## Task objective
Once the line containing "assert_eq!(format_local_time(6 * 3600 + 1800, 9" is found in the records below, return it and each following line exactly, up to and including the line containing "let early = 25 * 3600;", and nothing else.

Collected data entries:
########
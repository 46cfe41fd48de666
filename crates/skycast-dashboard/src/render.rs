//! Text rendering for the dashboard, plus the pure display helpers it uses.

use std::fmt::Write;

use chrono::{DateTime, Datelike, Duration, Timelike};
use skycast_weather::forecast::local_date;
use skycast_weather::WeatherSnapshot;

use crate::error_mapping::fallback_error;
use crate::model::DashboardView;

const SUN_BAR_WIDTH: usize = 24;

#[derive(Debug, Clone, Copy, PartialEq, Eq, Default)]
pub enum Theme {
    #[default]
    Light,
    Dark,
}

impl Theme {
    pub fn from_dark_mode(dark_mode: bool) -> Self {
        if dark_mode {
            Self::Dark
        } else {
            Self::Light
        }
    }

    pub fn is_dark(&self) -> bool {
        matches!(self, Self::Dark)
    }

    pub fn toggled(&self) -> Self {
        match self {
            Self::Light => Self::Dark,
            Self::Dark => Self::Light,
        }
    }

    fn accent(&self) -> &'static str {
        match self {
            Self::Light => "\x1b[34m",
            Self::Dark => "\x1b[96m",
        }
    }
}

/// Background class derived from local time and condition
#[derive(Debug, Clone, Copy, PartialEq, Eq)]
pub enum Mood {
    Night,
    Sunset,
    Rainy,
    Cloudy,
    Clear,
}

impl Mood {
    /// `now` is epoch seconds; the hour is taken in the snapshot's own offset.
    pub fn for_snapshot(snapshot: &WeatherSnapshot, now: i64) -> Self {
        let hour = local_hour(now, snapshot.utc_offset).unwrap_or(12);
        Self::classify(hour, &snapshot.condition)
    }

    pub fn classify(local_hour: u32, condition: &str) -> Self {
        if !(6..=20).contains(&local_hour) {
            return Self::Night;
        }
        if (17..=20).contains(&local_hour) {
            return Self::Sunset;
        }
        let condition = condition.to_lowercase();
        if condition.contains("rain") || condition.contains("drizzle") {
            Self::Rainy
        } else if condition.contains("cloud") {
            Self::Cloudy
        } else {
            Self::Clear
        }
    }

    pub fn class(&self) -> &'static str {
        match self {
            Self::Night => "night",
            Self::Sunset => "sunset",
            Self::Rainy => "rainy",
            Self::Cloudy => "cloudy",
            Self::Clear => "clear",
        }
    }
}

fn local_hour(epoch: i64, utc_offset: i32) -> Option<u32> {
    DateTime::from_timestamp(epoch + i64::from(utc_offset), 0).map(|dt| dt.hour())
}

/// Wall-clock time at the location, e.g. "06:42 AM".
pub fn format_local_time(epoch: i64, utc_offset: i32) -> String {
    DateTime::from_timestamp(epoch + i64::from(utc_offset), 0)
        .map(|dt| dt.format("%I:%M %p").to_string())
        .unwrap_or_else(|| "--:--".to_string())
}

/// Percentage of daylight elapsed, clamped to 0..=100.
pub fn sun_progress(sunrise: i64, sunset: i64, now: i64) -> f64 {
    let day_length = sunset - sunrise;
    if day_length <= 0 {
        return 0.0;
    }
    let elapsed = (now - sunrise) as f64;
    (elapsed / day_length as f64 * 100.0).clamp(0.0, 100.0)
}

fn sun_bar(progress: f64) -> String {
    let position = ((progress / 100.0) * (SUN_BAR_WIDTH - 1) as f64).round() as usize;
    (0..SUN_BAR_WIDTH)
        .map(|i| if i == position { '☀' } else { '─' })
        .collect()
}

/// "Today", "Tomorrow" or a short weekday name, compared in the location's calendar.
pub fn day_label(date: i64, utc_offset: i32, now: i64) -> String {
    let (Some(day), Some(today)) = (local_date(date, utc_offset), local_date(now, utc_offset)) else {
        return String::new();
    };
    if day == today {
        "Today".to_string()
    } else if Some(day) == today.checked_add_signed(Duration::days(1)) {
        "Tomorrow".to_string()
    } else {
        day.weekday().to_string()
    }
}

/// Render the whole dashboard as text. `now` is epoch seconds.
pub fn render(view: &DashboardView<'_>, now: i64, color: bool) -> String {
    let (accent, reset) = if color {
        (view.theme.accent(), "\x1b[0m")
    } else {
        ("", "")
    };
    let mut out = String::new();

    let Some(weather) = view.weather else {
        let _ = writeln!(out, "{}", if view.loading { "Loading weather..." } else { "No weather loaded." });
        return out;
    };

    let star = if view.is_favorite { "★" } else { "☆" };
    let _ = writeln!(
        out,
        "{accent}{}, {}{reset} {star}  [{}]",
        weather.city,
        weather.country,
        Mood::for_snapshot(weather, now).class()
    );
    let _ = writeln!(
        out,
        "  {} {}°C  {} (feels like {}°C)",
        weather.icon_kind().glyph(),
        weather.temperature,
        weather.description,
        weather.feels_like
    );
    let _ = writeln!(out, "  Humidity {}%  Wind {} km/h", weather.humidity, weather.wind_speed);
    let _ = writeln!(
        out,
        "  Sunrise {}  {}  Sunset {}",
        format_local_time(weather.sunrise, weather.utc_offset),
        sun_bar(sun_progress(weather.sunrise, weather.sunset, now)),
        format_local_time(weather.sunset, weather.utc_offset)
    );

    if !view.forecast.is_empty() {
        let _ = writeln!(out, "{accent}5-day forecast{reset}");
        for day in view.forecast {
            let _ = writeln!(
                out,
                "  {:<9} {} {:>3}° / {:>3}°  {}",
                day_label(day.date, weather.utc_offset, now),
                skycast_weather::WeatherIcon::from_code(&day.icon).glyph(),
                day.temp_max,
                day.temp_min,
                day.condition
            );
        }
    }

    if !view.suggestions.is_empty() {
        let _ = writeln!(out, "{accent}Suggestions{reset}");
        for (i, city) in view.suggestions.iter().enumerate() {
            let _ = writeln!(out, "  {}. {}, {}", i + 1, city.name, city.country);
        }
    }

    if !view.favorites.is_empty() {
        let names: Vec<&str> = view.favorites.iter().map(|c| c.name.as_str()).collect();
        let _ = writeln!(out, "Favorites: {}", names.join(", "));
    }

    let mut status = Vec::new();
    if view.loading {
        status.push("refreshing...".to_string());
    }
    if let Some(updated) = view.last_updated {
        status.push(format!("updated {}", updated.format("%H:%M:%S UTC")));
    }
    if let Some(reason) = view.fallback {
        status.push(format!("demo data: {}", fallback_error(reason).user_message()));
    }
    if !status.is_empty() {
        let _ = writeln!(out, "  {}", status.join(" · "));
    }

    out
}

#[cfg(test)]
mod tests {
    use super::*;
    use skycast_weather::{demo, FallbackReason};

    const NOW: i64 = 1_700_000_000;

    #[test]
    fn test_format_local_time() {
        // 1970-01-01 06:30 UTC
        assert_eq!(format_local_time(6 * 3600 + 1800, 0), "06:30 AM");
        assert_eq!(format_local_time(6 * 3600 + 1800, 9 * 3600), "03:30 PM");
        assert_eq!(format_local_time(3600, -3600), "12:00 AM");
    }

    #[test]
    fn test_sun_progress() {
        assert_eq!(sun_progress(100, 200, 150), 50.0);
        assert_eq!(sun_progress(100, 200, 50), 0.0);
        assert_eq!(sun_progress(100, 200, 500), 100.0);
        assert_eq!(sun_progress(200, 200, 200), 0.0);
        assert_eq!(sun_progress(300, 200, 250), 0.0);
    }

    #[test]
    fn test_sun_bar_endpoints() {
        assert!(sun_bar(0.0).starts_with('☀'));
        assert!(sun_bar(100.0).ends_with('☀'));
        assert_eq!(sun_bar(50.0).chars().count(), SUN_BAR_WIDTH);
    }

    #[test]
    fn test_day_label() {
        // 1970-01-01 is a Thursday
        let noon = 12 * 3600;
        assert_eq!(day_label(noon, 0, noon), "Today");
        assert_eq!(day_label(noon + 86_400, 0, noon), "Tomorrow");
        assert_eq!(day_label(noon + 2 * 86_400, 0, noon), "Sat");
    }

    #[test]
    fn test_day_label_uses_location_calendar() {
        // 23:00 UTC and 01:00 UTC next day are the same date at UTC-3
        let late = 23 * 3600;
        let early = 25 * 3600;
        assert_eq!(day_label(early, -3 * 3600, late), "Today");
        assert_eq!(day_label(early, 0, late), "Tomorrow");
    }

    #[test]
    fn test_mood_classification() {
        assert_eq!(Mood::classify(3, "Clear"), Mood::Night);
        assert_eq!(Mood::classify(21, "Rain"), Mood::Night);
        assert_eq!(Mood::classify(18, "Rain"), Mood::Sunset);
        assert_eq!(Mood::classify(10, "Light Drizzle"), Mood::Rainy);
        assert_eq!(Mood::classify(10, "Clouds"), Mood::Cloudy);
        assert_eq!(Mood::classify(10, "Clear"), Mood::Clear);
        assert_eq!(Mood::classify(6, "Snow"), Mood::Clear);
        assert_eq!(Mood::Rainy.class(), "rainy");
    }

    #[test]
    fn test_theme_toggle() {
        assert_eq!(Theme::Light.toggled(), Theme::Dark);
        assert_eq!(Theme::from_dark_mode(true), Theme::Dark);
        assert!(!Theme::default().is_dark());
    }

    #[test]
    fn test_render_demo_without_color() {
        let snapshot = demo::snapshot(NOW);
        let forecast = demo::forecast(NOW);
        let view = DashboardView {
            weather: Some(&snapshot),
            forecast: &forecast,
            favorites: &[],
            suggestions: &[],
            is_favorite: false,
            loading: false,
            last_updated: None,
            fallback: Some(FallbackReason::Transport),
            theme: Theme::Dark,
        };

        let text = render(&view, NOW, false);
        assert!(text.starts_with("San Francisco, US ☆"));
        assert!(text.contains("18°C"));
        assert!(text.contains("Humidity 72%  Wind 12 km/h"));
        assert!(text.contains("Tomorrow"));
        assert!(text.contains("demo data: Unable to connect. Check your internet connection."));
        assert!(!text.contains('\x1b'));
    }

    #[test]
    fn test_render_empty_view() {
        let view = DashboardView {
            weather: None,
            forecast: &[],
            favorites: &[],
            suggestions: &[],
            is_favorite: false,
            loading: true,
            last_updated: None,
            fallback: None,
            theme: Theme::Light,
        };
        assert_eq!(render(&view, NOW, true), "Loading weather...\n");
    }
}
########
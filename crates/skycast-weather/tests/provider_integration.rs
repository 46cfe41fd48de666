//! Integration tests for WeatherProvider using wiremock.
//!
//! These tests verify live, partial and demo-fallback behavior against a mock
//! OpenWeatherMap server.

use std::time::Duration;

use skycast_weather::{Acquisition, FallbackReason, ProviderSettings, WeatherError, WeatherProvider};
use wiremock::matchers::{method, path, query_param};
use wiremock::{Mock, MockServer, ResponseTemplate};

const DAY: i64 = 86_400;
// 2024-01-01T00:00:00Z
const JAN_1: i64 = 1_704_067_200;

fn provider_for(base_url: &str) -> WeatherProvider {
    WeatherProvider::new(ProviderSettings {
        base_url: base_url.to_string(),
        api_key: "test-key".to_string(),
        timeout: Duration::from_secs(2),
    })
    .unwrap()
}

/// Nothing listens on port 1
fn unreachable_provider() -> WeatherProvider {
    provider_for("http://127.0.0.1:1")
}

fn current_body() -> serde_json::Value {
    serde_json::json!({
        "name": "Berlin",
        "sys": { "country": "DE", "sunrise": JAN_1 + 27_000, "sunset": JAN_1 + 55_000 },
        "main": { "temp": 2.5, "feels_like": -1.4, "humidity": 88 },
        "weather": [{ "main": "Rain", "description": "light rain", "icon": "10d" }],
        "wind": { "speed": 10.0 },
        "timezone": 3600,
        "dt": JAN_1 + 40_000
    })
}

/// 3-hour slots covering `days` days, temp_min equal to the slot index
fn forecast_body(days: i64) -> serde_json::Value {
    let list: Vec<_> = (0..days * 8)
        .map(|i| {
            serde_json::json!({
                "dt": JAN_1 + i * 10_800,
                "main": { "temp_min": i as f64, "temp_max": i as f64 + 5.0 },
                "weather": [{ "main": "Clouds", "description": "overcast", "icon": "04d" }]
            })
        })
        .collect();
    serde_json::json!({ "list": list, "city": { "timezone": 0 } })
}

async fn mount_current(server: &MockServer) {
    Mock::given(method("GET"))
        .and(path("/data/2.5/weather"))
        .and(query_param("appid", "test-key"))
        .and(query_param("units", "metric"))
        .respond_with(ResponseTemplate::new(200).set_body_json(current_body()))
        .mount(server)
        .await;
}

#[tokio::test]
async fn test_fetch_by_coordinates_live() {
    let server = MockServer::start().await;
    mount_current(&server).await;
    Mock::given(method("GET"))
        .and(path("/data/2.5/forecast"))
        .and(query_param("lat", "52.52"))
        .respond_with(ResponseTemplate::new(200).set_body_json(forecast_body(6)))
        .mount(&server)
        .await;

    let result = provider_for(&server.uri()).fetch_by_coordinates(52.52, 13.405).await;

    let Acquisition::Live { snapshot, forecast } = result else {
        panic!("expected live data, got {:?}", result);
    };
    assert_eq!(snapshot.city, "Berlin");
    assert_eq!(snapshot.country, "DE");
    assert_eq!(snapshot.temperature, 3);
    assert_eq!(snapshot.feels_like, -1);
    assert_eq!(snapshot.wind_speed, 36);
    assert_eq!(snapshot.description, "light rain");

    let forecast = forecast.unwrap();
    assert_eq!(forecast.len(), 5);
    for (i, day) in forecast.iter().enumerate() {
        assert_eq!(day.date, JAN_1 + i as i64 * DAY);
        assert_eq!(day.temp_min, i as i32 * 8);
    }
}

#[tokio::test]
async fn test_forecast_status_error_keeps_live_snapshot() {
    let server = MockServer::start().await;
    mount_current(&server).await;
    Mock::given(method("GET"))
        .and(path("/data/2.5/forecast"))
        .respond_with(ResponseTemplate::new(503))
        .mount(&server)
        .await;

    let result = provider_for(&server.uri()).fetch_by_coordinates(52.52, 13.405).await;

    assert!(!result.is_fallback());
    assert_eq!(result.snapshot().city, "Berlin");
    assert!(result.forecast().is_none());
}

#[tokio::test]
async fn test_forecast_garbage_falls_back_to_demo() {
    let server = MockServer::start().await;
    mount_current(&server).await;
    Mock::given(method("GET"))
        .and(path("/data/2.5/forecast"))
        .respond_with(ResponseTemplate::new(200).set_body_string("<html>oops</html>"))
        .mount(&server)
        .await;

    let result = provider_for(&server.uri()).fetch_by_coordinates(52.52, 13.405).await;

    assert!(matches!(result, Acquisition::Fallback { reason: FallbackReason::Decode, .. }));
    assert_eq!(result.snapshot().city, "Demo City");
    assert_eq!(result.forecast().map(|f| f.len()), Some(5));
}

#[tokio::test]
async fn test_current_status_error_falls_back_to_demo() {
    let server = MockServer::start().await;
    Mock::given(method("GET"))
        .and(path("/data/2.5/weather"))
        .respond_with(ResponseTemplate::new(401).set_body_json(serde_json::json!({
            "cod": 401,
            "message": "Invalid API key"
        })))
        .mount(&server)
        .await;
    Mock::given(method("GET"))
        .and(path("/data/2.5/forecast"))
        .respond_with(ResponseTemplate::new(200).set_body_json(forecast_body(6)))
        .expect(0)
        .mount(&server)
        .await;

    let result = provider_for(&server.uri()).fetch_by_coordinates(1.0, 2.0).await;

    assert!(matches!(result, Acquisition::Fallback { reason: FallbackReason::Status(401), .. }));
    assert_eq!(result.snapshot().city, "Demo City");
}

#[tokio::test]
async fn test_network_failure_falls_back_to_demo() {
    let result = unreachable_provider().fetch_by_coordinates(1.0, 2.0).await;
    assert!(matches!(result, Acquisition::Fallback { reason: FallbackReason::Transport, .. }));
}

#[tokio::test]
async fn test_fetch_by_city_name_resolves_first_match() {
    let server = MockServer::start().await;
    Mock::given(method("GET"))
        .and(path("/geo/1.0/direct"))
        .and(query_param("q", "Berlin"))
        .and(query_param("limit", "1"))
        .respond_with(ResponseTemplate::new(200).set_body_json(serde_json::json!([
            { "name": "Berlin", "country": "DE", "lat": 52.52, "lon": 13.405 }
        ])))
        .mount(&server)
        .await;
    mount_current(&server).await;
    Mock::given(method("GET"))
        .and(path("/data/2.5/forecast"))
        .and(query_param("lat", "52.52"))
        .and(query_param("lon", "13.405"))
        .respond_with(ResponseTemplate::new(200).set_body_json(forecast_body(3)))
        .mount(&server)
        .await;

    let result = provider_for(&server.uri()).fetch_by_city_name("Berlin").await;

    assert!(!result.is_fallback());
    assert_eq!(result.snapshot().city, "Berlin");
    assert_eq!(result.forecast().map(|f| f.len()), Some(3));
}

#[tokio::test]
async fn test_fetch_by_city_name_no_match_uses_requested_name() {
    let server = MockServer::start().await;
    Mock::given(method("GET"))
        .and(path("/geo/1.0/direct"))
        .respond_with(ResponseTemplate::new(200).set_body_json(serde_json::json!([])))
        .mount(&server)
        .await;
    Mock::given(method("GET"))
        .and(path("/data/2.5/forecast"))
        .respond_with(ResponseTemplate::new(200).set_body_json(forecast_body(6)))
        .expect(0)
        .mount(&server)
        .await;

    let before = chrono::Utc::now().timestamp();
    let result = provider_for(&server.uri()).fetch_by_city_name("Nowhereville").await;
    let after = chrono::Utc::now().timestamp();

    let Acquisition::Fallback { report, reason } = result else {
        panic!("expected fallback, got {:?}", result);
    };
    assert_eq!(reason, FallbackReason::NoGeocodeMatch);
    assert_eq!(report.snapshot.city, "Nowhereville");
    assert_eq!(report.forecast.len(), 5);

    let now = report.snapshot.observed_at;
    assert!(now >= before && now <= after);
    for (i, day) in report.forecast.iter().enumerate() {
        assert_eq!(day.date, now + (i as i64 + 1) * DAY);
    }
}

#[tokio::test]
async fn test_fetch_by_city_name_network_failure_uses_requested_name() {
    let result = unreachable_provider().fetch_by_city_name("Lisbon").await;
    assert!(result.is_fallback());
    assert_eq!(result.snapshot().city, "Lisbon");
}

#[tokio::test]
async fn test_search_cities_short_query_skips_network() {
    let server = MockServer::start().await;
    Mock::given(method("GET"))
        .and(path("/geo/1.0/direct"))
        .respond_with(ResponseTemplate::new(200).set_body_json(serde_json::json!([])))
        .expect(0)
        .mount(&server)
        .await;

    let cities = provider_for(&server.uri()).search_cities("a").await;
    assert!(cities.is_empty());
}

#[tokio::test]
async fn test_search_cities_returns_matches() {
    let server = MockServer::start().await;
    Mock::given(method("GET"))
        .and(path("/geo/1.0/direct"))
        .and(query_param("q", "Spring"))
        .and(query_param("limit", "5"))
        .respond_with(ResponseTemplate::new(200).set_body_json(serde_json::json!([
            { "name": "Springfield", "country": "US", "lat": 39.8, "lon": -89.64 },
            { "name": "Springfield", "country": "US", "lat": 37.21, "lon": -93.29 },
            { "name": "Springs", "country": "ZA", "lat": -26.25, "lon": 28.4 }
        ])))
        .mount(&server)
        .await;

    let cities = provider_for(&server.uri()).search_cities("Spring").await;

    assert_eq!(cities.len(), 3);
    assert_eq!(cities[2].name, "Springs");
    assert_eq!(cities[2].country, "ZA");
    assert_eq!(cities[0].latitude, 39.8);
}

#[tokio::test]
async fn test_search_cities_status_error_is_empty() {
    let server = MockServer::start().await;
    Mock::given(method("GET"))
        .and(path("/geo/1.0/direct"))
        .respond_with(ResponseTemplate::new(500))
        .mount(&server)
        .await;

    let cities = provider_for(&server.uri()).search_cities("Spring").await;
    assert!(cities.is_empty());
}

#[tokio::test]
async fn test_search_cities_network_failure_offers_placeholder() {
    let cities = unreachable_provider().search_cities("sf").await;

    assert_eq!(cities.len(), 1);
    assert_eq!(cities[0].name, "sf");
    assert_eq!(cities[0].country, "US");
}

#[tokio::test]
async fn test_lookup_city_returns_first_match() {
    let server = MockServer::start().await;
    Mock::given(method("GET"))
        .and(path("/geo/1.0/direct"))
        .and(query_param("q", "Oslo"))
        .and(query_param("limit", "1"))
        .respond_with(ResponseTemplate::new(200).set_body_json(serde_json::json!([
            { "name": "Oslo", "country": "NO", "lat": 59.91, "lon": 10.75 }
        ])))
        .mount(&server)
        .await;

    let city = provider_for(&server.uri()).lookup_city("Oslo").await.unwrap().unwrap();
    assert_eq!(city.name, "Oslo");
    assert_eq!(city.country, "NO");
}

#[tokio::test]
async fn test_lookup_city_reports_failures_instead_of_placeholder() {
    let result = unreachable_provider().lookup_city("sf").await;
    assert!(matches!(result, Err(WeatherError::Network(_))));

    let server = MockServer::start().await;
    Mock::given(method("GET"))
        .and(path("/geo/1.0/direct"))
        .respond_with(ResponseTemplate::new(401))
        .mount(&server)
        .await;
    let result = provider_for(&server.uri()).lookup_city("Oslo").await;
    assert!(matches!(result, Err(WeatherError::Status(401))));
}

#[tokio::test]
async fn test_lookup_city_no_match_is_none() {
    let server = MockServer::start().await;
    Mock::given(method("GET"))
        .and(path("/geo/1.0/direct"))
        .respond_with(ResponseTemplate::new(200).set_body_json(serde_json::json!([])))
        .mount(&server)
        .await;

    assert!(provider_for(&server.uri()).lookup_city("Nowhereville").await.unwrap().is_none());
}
########
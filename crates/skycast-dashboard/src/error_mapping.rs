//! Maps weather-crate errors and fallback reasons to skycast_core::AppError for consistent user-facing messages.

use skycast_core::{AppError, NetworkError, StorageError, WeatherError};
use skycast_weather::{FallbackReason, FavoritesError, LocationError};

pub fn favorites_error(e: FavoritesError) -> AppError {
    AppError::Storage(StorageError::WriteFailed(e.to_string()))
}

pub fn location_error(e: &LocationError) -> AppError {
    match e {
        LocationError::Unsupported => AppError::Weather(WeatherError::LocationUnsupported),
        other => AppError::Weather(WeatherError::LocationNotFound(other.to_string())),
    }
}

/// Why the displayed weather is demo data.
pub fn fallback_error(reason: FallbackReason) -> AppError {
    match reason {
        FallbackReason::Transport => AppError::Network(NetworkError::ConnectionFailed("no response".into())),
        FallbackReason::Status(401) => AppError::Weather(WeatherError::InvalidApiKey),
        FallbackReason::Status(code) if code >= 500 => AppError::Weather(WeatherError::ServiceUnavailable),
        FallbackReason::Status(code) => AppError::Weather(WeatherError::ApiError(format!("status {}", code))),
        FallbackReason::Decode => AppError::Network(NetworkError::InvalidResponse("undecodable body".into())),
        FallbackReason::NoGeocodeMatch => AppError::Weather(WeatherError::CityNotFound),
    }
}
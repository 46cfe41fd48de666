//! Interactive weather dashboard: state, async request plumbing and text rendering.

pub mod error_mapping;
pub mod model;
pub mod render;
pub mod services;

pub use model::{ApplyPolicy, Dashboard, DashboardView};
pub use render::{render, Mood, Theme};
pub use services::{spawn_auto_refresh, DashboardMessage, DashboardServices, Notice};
########
## Result below
        assert_eq!(format_local_time(6 * 3600 + 1800, 9 * 3600), "03:30 PM");
        assert_eq!(format_local_time(3600, -3600), "12:00 AM");
    }

    #[test]
    fn test_sun_progress() {
        assert_eq!(sun_progress(100, 200, 150), 50.0);
        assert_eq!(sun_progress(100, 200, 50), 0.0);
        assert_eq!(sun_progress(100, 200, 500), 100.0);
        assert_eq!(sun_progress(200, 200, 200), 0.0);
        assert_eq!(sun_progress(300, 200, 250), 0.0);
    }

    #[test]
    fn test_sun_bar_endpoints() {
        assert!(sun_bar(0.0).starts_with('☀'));
        assert!(sun_bar(100.0).ends_with('☀'));
        assert_eq!(sun_bar(50.0).chars().count(), SUN_BAR_WIDTH);
    }

    #[test]
    fn test_day_label() {
        // 1970-01-01 is a Thursday
        let noon = 12 * 3600;
        assert_eq!(day_label(noon, 0, noon), "Today");
        assert_eq!(day_label(noon + 86_400, 0, noon), "Tomorrow");
        assert_eq!(day_label(noon + 2 * 86_400, 0, noon), "Sat");
    }

    #[test]
    fn test_day_label_uses_location_calendar() {
        // 23:00 UTC and 01:00 UTC next day are the same date at UTC-3
        let late = 23 * 3600;
        let early = 25 * 3600;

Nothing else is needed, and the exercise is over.